Il avait été prévu que le retour de Bachar el-Assad au sein de la Ligue arabe domine l’agenda du sommet de Djedda (Arabie saoudite), vendredi 19 mai. Du reste, douze ans après en avoir été exclu pour sa répression sanglante du soulèvement syrien, le président el-Assad, tout sourire, a bien été accueilli chaleureusement par le prince héritier d’Arabie saoudite, Mohammed Ben Salman (« MBS »). Mais sa présence a été vite éclipsée par un invité surprise. En route vers le Japon pour le G7, à bord d’un avion affrété par la France, Volodymyr Zelensky est venu courtiser les dirigeants arabes, dans l’espoir que ces derniers prêtent enfin une oreille attentive à ses appels à condamner l’invasion russe.
« Dans l’espoir »... En réalité, ce rapprochement saoudo-ukrainien a été éclipsé par la télé saoudienne elle-même :
Dans la séance inaugurale du sommet arabe à #Jeddah, le chef du gouvernement #algerien ignore complètement le président #zelesky. Quand #MBS reprend la présidence, il commence par remercier l’invité d’honneur du sommet #Zelensky à deux reprises et renouvelle son offre de médiation entre #Moscou et #Kiev. La tv officielle saoudienne zappe complètement le président #ukrainien. (Hasni Abidi, Source)
De manière générale, les médias mondialistes ont du mal à prendre la mesure du retournement géopolitique en cours, non pas contre l’Ukraine, ni pour la Russie, mais pour l’indépendance, la liberté de choix, et la complexité des alliances, celles que l’Arabie saoudite expérimente, à la chinoise, actuellement. Il n’y a plus de blocs qui tiennent, ou alors de nouveaux blocs se forment, sur des partenariats plus ou moins durables, des plateformes d’intérêts mutuels.
Ce que confirme l’analyste saoudien Mohammed Alyahya, rattaché à la Harvard Kennedy School, et repris par Le Monde.
« La présence du président Zelensky au même sommet que Bachar al-Assad est emblématique du changement régional. Avec le vide laissé par le retrait américain, qui a permis aux Russes de prendre pied en Syrie, les acteurs régionaux pensent d’abord en fonction de leurs intérêts propres plutôt que comme membres d’un axe.
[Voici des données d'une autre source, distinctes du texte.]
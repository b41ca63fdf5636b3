//! Ledger event types.
//!
//! Each run has its own JSON Lines log. Every line is one [`RunEvent`] with a
//! per-run sequence number and a UTC timestamp.

use chrono::{DateTime, Utc};
use serde::{Deserialize, Serialize};

use crate::types::{BundleId, RunId, RunKind, RunState, StackName, StackRunRecord, StackSpec};

/// One line of a run log.
///
/// The payload is flattened into the event object:
/// ```json
/// {"seq":3,"ts":"2024-01-15T10:00:00Z","type":"stack_transition","record":{...}}
/// ```
#[derive(Debug, Clone, PartialEq, Eq, Serialize, Deserialize)]
pub struct RunEvent {
    pub seq: u64,
    pub ts: DateTime<Utc>,
    #[serde(flatten)]
    pub payload: RunEventPayload,
}

impl RunEvent {
    pub fn new(seq: u64, payload: RunEventPayload) -> Self {
        RunEvent {
            seq,
            ts: Utc::now(),
            payload,
        }
    }

    /// Returns true if the event must be on disk before the run proceeds.
    pub fn is_critical(&self) -> bool {
        self.payload.is_critical()
    }
}

/// Event payloads, internally tagged: `{"type": "run_started", ...}`.
#[derive(Debug, Clone, PartialEq, Eq, Serialize, Deserialize)]
#[serde(tag = "type", rename_all = "snake_case")]
pub enum RunEventPayload {
    /// First event of every run. Carries the full plan so the run can be
    /// reconstructed, and restored from, without the original config.
    RunStarted {
        run_id: RunId,
        kind: RunKind,
        bundle: Option<BundleId>,
        plan: Vec<StackSpec>,
    },

    /// Snapshot of a stack record immediately after a state transition.
    StackTransition { record: StackRunRecord },

    /// A raw backend status observed while polling. Diagnostic only.
    BackendStatus { stack: StackName, status: String },

    /// Last event of a finished run.
    RunFinished {
        state: RunState,
        failed_stack: Option<StackName>,
        aborted: bool,
        inconsistent: Vec<StackName>,
    },
}

impl RunEventPayload {
    pub fn is_critical(&self) -> bool {
        !matches!(self, RunEventPayload::BackendStatus { .. })
    }

    pub fn name(&self) -> &'static str {
        match self {
            RunEventPayload::RunStarted { .. } => "run_started",
            RunEventPayload::StackTransition { .. } => "stack_transition",
            RunEventPayload::BackendStatus { .. } => "backend_status",
            RunEventPayload::RunFinished { .. } => "run_finished",
        }
    }
}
Ils essaient de trouver un nouveau modus vivendi convenable pour tous. »
L’axe Le Monde-LCI
Cette nouvelle realpolitik n’empêche pas LCI de rêver de la grande (comme la gauche rêve du Grand Soir) contre-offensive otano-ukrainienne qui bouterait le Russe hors du Donbass. Pour cela, il faut des troupes fraîches, du matériel dernier cri, et un moral de vainqueur. Eh bien, tout cela, l’équipe du général Pujadas l’a trouvé.
#Kiev - Contre-offensive : 50 000 soldats surentraînés par l'OTAN.
Analyses et décryptages de @luciledevillers dans Les Indispensables #24hPujadas #LCI #La26 ⤵ pic.twitter.com/s64HhW9MVq
— 24h Pujadas (@24hPujadas) May 19, 2023
Sans vouloir vexer les troupes du CEMA (Chef d’état-major) Pujadas, pour former des hommes en vue d’une opération d’une telle envergure, sur un front de 1 000 km avec une défense russe en profondeur, il faut plus qu’une poignée de semaines. Rien que pour l’opération Overlord de juin 1944, certes exceptionnelle, des troupes ont été formées pendant plus d’un an sur le sol britannique (conférence Trident de mai 1943).
Zelensky n’obtiendra pas d’armes ou d’argent de la part des Saoudiens, mais la promesse d’une « médiation » dans un vague processus de paix.